The 1619 Project’s obsession with race, standing alone, is bad enough, but it’s even worse that it’s actually being used in public school curricula. Thus, as with other progressive revisionism, it’s likely to become the accepted Story of America within a generation unless there’s significant pushback. Fortunately, respected and accomplished historians of American history have publicly addressed the manifold historical inaccuracies of the 1619 Project. And these aren’t historians dedicated to the “Lost Cause.” As part of the National Association of Scholars 1620 Project Lucas Morel, professor at Washington & Lee University and author of the forthcoming Lincoln and the American Founding, writes:
The strangest thing about the essay is the claim that transplanted Africans and their descendants were the key to American greatness.

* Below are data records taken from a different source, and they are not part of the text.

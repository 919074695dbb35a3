//! The per-conversation messaging state machine
//!
//! Transitions are total: an illegal transition returns a recoverable error
//! to the dispatch site and leaves the state unchanged. Exactly one user
//! message is current at any time, and at most one assistant message.

use parking_lot::Mutex;

use voxflow_core::error::StateError;
use voxflow_core::{Actor, InputMode, Message};

/// Messaging FSM states
#[derive(Debug, Clone, Copy, PartialEq, Eq)]
pub enum MessagingState {
    Idle,
    UserSpeaking,
    UserCompleted,
    LlmGenerating,
    AgentSpeaking,
    AgentCompleted,
    Interrupted,
}

impl MessagingState {
    pub fn as_str(&self) -> &'static str {
        match self {
            MessagingState::Idle => "idle",
            MessagingState::UserSpeaking => "user_speaking",
            MessagingState::UserCompleted => "user_completed",
            MessagingState::LlmGenerating => "llm_generating",
            MessagingState::AgentSpeaking => "agent_speaking",
            MessagingState::AgentCompleted => "agent_completed",
            MessagingState::Interrupted => "interrupted",
        }
    }
}

/// Transition triggers
#[derive(Debug, Clone, Copy, PartialEq, Eq)]
pub enum StateEvent {
    UserSpeaking,
    UserCompleted,
    LlmGenerating,
    AgentSpeaking,
    AgentCompleted,
    Interrupted,
}

impl StateEvent {
    fn as_str(&self) -> &'static str {
        match self {
            StateEvent::UserSpeaking => "user_speaking",
            StateEvent::UserCompleted => "user_completed",
            StateEvent::LlmGenerating => "llm_generating",
            StateEvent::AgentSpeaking => "agent_speaking",
            StateEvent::AgentCompleted => "agent_completed",
            StateEvent::Interrupted => "interrupted",
        }
    }
}

struct Inner {
    state: MessagingState,
    user_message: Option<Message>,
    assistant_message: Option<Message>,
}

/// Serialized access to the conversation's mutable messaging state
pub struct Messaging {
    input_mode: InputMode,
    inner: Mutex<Inner>,
}

impl Messaging {
    pub fn new(input_mode: InputMode) -> Self {
        Self {
            input_mode,
            inner: Mutex::new(Inner {
                state: MessagingState::Idle,
                user_message: None,
                assistant_message: None,
            }),
        }
    }

    pub fn input_mode(&self) -> InputMode {
        self.input_mode
    }

    pub fn state(&self) -> MessagingState {
        self.inner.lock().state
    }

    /// Apply one transition. Illegal transitions leave the state unchanged
    /// and report the attempted event.
    pub fn transition(&self, event: StateEvent) -> Result<MessagingState, StateError> {
        use MessagingState as S;
        use StateEvent as E;

        let mut inner = self.inner.lock();
        let next = match (inner.state, event) {
            // A fresh user turn can start whenever the agent is not mid-turn
            (S::Idle | S::AgentCompleted | S::Interrupted | S::UserSpeaking, E::UserSpeaking) => {
                S::UserSpeaking
            }
            (S::UserSpeaking, E::UserCompleted) => S::UserCompleted,
            (S::UserCompleted, E::LlmGenerating) => S::LlmGenerating,
            // Streaming keeps re-asserting AgentSpeaking; scripted audio may
            // start from a rest state
            (
                S::LlmGenerating | S::AgentSpeaking | S::AgentCompleted | S::Idle,
                E::AgentSpeaking,
            ) => S::AgentSpeaking,
            // Scripted turns complete from rest states as well
            (
                S::AgentSpeaking | S::LlmGenerating | S::Idle | S::AgentCompleted,
                E::AgentCompleted,
            ) => S::AgentCompleted,
            // Barge-in is accepted from every state except itself, so the
            // transport is notified exactly once per interruption
            (from, E::Interrupted) if from != S::Interrupted => S::Interrupted,
            (from, event) => {
                return Err(StateError {
                    from: from.as_str(),
                    event: event.as_str(),
                })
            }
        };
        inner.state = next;
        Ok(next)
    }

    /// The current message for an actor, created empty on first use
    pub fn current(&self, actor: Actor) -> Message {
        let mut inner = self.inner.lock();
        let slot = match actor {
            Actor::User => &mut inner.user_message,
            _ => &mut inner.assistant_message,
        };
        slot.get_or_insert_with(|| Message::new(actor, "")).clone()
    }

    /// Append a finalized fragment to the current message of an actor
    pub fn append(&self, actor: Actor, fragment: &str) -> Message {
        let mut inner = self.inner.lock();
        let slot = match actor {
            Actor::User => &mut inner.user_message,
            _ => &mut inner.assistant_message,
        };
        let message = slot.get_or_insert_with(|| Message::new(actor, ""));
        message.append(fragment);
        message.clone()
    }

    /// Append a finalized transcript segment to the current user message,
    /// space-joined the way streaming recognizers segment speech
    pub fn append_transcript(&self, script: &str) -> Message {
        let mut inner = self.inner.lock();
        let message = inner
            .user_message
            .get_or_insert_with(|| Message::new(Actor::User, ""));
        if message.contents.is_empty() {
            message.append(script);
        } else {
            message.append(format!(" {script}"));
        }
        message.clone()
    }

    /// Replace the current message of an actor with a fresh one
    pub fn begin(&self, actor: Actor, content: &str) -> Message {
        let mut inner = self.inner.lock();
        let message = Message::new(actor, content);
        let slot = match actor {
            Actor::User => &mut inner.user_message,
            _ => &mut inner.assistant_message,
        };
        *slot = Some(message.clone());
        message
    }

    /// Mark the current message of an actor completed
    pub fn complete(&self, actor: Actor) -> Option<Message> {
        let mut inner = self.inner.lock();
        let slot = match actor {
            Actor::User => &mut inner.user_message,
            _ => &mut inner.assistant_message,
        };
        if let Some(message) = slot.as_mut() {
            message.completed = true;
            return Some(message.clone());
        }
        None
    }

    /// Id of the current user message, the context id of the active turn
    pub fn current_context(&self) -> Option<String> {
        self.inner.lock().user_message.as_ref().map(|m| m.id.clone())
    }
}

Hannah-Jones cites no African principles of self-government or ideals of humanity when she quotes the famous pronouncements of the Declaration of Independence. . . . Ironically, however, even in this warped retelling, black Americans’ principal means of saving white Americans from their worst selves was not anything African but the quintessentially American ideals of human equality and natural rights.
In a similar vein, Gordon Wood, professor emeritus of history at Brown, said in an interview with the World Socialist website, of all places (one of the few media outlets examining the 1619 Project in critical detail):
I think the important point to make about slavery is that it had existed for thousands of years without substantial criticism, and it existed all over the New World. It also existed elsewhere in the world. Western Europe had already more or less done away with slavery. Perhaps there was nothing elsewhere comparable to the plantation slavery that existed in the New World, but slavery was widely prevalent in Africa and Asia. There is still slavery today in the world.

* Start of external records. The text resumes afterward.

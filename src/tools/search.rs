//! Search handler for the MCP `search` tool.

use crate::format::render_view;
use crate::search::{SearchView, search};
use crate::server::SearchState;
use crate::types::TypeFilter;
use rmcp::schemars;
use serde::Deserialize;

#[derive(Debug, Deserialize, schemars::JsonSchema)]
pub struct SearchRequest {
    /// Free-text query, matched against titles, names, instruments and places
    pub query: String,
    /// Restrict results to one kind: "event", "artist", "venue" or "city" (default: all)
    #[serde(default)]
    pub filter: Option<String>,
    /// Locale for headings and result links, e.g. "en", "zh", "ja"
    #[serde(default)]
    pub locale: Option<String>,
}

/// Run a search and render the grouped or filtered view as text.
pub fn handle_search(state: &SearchState, request: SearchRequest) -> Result<String, String> {
    let filter = request
        .filter
        .as_deref()
        .map_or(TypeFilter::All, TypeFilter::parse_lenient);
    let locale = request
        .locale
        .as_deref()
        .unwrap_or(state.config.locale.as_str());

    let results = search(&request.query, &state.data, filter);
    let view = SearchView::build(&results, filter, state.config.limits);

    tracing::debug!(
        "search tool: '{}' ({}) -> {} ranked, {} shown",
        request.query,
        filter,
        results.len(),
        view.len()
    );

    Ok(render_view(&request.query, &view, locale))
}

And it existed in all of these places without substantial criticism. Then suddenly in the middle of the 18th century you begin to get some isolated Quakers coming out against it. But it’s the American Revolution that makes it a problem for the world. And the first real anti-slave movement takes place in North America. So this is what’s missed by these essays in the 1619 Project.
The 1619 Project maintains that “anti- black racism runs in the very DNA of this country.” Ignored is the obvious fact that unless substantial numbers of white Americans had worked to free the slaves, and then ensure that African Americans had civil rights, it wouldn’t have happened. Hannah-Jones criticizes Lincoln for suggesting in 1862 that freed slaves be resettled in Africa because he feared whites and blacks couldn’t coexist. Obviously, blacks weren’t resettled in Africa, and just as obviously it didn’t happen because most whites were willing to coexist — albeit at the time on an unequal basis — with blacks. White Americans had the political power to expel African Americans had they chosen to do so. But they didn’t. The Civil War ended, and — imperfectly, incompletely — African Americans became legal citizens. As Princeton historian James McPherson, responding to Hannah-Jones’s claim that “anti-black racism runs in the very DNA of this country,” told the World Socialist website:
[T]he idea that racism is a permanent condition, well that’s just not true. And it also doesn’t account for the countervailing tendencies in American history as well. Because opposition to slavery, and opposition to racism, has also been an important theme in American history.
As we remember the life of Dr. Martin Luther King, Jr., that’s something we should all remember — and celebrate.